On the second prong, however, the new complaint fails. Defendants did not know, nor should they have known before the expiration of the limitations period that, but for a mistake, they would have been sued directly by these plaintiffs. The Court of Appeals for the District of Columbia Circuit has noted that without some limit relation back:

would allow the tardy plaintiffs to benefit from the diligence of the other victims and, more importantly, could cause defendants' liability to increase geometrically and their defensive strategy to become far more complex long after the statute of limitations had run. Even if, as here, there were no showing of specific prejudice in the sense of lost or destroyed evidence, defendants would still be deprived of their interest in repose. At some point, defendants should have notice of who their adversaries are.

Leachman v. Beech Aircraft Corp., 224 U.S. App.
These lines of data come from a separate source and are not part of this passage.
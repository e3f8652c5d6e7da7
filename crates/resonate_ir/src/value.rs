//! Typed constant values.

use crate::types::{PrimitiveType, Type};
use resonate_common::Ident;
use serde::{Deserialize, Serialize};
use std::hash::{Hash, Hasher};

/// A constant of a known type.
///
/// Equality and hashing are structural. Floats compare by bit pattern, so
/// `NaN == NaN` and `0.0 != -0.0`, which is what constant interning needs.
#[derive(Clone, Debug, Serialize, Deserialize)]
pub enum Value {
    /// The void value.
    Void,
    /// A boolean.
    Bool(bool),
    /// A 32-bit integer.
    Int32(i32),
    /// A 64-bit integer.
    Int64(i64),
    /// A 32-bit float.
    Float32(f32),
    /// A 64-bit float.
    Float64(f64),
    /// A string literal held in the program's string dictionary.
    String(Ident),
    /// An array, vector or struct value with one value per element.
    Aggregate {
        /// The aggregate's type.
        ty: Type,
        /// Element or member values, in order.
        elements: Vec<Value>,
    },
    /// The zero value of a type.
    Zero(Type),
}

impl Value {
    /// Builds an aggregate, collapsing an empty element list to a zero value.
    pub fn aggregate(ty: Type, elements: Vec<Value>) -> Self {
        if elements.is_empty() {
            Value::Zero(ty)
        } else {
            Value::Aggregate { ty, elements }
        }
    }

    /// Returns the type of this value.
    pub fn ty(&self) -> Type {
        match self {
            Value::Void => Type::void(),
            Value::Bool(_) => Type::bool(),
            Value::Int32(_) => Type::int32(),
            Value::Int64(_) => Type::int64(),
            Value::Float32(_) => Type::float32(),
            Value::Float64(_) => Type::float64(),
            Value::String(_) => Type::StringLiteral,
            Value::Aggregate { ty, .. } | Value::Zero(ty) => ty.clone(),
        }
    }

    /// Returns the value as an integer, if it is an integer.
    pub fn as_i64(&self) -> Option<i64> {
        match self {
            Value::Int32(v) => Some(i64::from(*v)),
            Value::Int64(v) => Some(*v),
            Value::Zero(ty) if ty.is_integer() => Some(0),
            _ => None,
        }
    }

    /// Returns the value as a boolean, if it is one.
    pub fn as_bool(&self) -> Option<bool> {
        match self {
            Value::Bool(b) => Some(*b),
            Value::Zero(ty) if ty.is_bool() => Some(false),
            _ => None,
        }
    }

    /// Returns a numeric value widened to `f64`.
    pub fn as_f64(&self) -> Option<f64> {
        match self {
            Value::Int32(v) => Some(f64::from(*v)),
            Value::Int64(v) => Some(*v as f64),
            Value::Float32(v) => Some(f64::from(*v)),
            Value::Float64(v) => Some(*v),
            _ => None,
        }
    }

    /// Converts a scalar to another primitive type. Aggregates and strings
    /// only convert to their own type.
    pub fn cast_to(&self, ty: &Type) -> Option<Value> {
        let target = ty.remove_qualifiers();
        if &self.ty() == target {
            return Some(self.clone());
        }
        let primitive = target.scalar_primitive()?;
        let integer = || self.as_i64().or_else(|| self.as_f64().map(|f| f as i64));
        let converted = match primitive {
            PrimitiveType::Bool => Value::Bool(self.as_f64()? != 0.0),
            PrimitiveType::Int32 => Value::Int32(integer()? as i32),
            PrimitiveType::Int64 => Value::Int64(integer()?),
            PrimitiveType::Float32 => Value::Float32(self.as_f64()? as f32),
            PrimitiveType::Float64 => Value::Float64(self.as_f64()?),
            PrimitiveType::Void | PrimitiveType::Fixed => return None,
        };
        Some(converted)
    }

    /// Rebuilds the value with every embedded type and string passed
    /// through the given maps.
    pub fn try_rewrite<E>(
        &self,
        map_type: &mut impl FnMut(&Type) -> Result<Type, E>,
        map_string: &mut impl FnMut(Ident) -> Result<Ident, E>,
    ) -> Result<Value, E> {
        Ok(match self {
            Value::String(ident) => Value::String(map_string(*ident)?),
            Value::Zero(ty) => Value::Zero(map_type(ty)?),
            Value::Aggregate { ty, elements } => Value::Aggregate {
                ty: map_type(ty)?,
                elements: elements
                    .iter()
                    .map(|e| e.try_rewrite(map_type, map_string))
                    .collect::<Result<_, E>>()?,
            },
            other => other.clone(),
        })
    }
}

impl PartialEq for Value {
    fn eq(&self, other: &Self) -> bool {
        match (self, other) {
            (Value::Void, Value::Void) => true,
            (Value::Bool(a), Value::Bool(b)) => a == b,
            (Value::Int32(a), Value::Int32(b)) => a == b,
            (Value::Int64(a), Value::Int64(b)) => a == b,
            (Value::Float32(a), Value::Float32(b)) => a.to_bits() == b.to_bits(),
            (Value::Float64(a), Value::Float64(b)) => a.to_bits() == b.to_bits(),
            (Value::String(a), Value::String(b)) => a == b,
            (
                Value::Aggregate { ty: t1, elements: e1 },
                Value::Aggregate { ty: t2, elements: e2 },
            ) => t1 == t2 && e1 == e2,
            (Value::Zero(a), Value::Zero(b)) => a == b,
            _ => false,
        }
    }
}

impl Eq for Value {}

impl Hash for Value {
    fn hash<H: Hasher>(&self, state: &mut H) {
        std::mem::discriminant(self).hash(state);
        match self {
            Value::Void => {}
            Value::Bool(v) => v.hash(state),
            Value::Int32(v) => v.hash(state),
            Value::Int64(v) => v.hash(state),
            Value::Float32(v) => v.to_bits().hash(state),
            Value::Float64(v) => v.to_bits().hash(state),
            Value::String(v) => v.hash(state),
            Value::Aggregate { ty, elements } => {
                ty.hash(state);
                elements.hash(state);
            }
            Value::Zero(ty) => ty.hash(state),
        }
    }
}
D.C. 326, 694 F.2d 1301, 1309 (D.C. Cir. 1982).*fn8 Cocchi and Beddingfield had ample time -- the time dictated by the relevant statute plus the generous period of time during which the statute was tolled -- in which to file their claims. It is not disputed that Cocchi and Beddingfield were aware of their right to bring these claims. Nevertheless, they failed to add their names to the complaint until after expiration of the statute of limitations. They have not demonstrated that this failure was due to mistake.

Although the relation-back rule ameliorates the effect of statutes of limitations, 6A Charles A. Wright & Arthur R. Miller, Federal Practice and Procedure § 1497, it does not save the claims of complainants who have sat on their rights. Here, Cocchi and Beddingfield seek to take advantage of the rule to perform an end-run around the statute of limitations that bars their claims. We will affirm the district court's dismissal of their claims.


For the foregoing reasons we will affirm the district court's dismissal of the claims of Cocchi and Beddingfield and its order striking the motion to intervene of Dick and Zyskowski.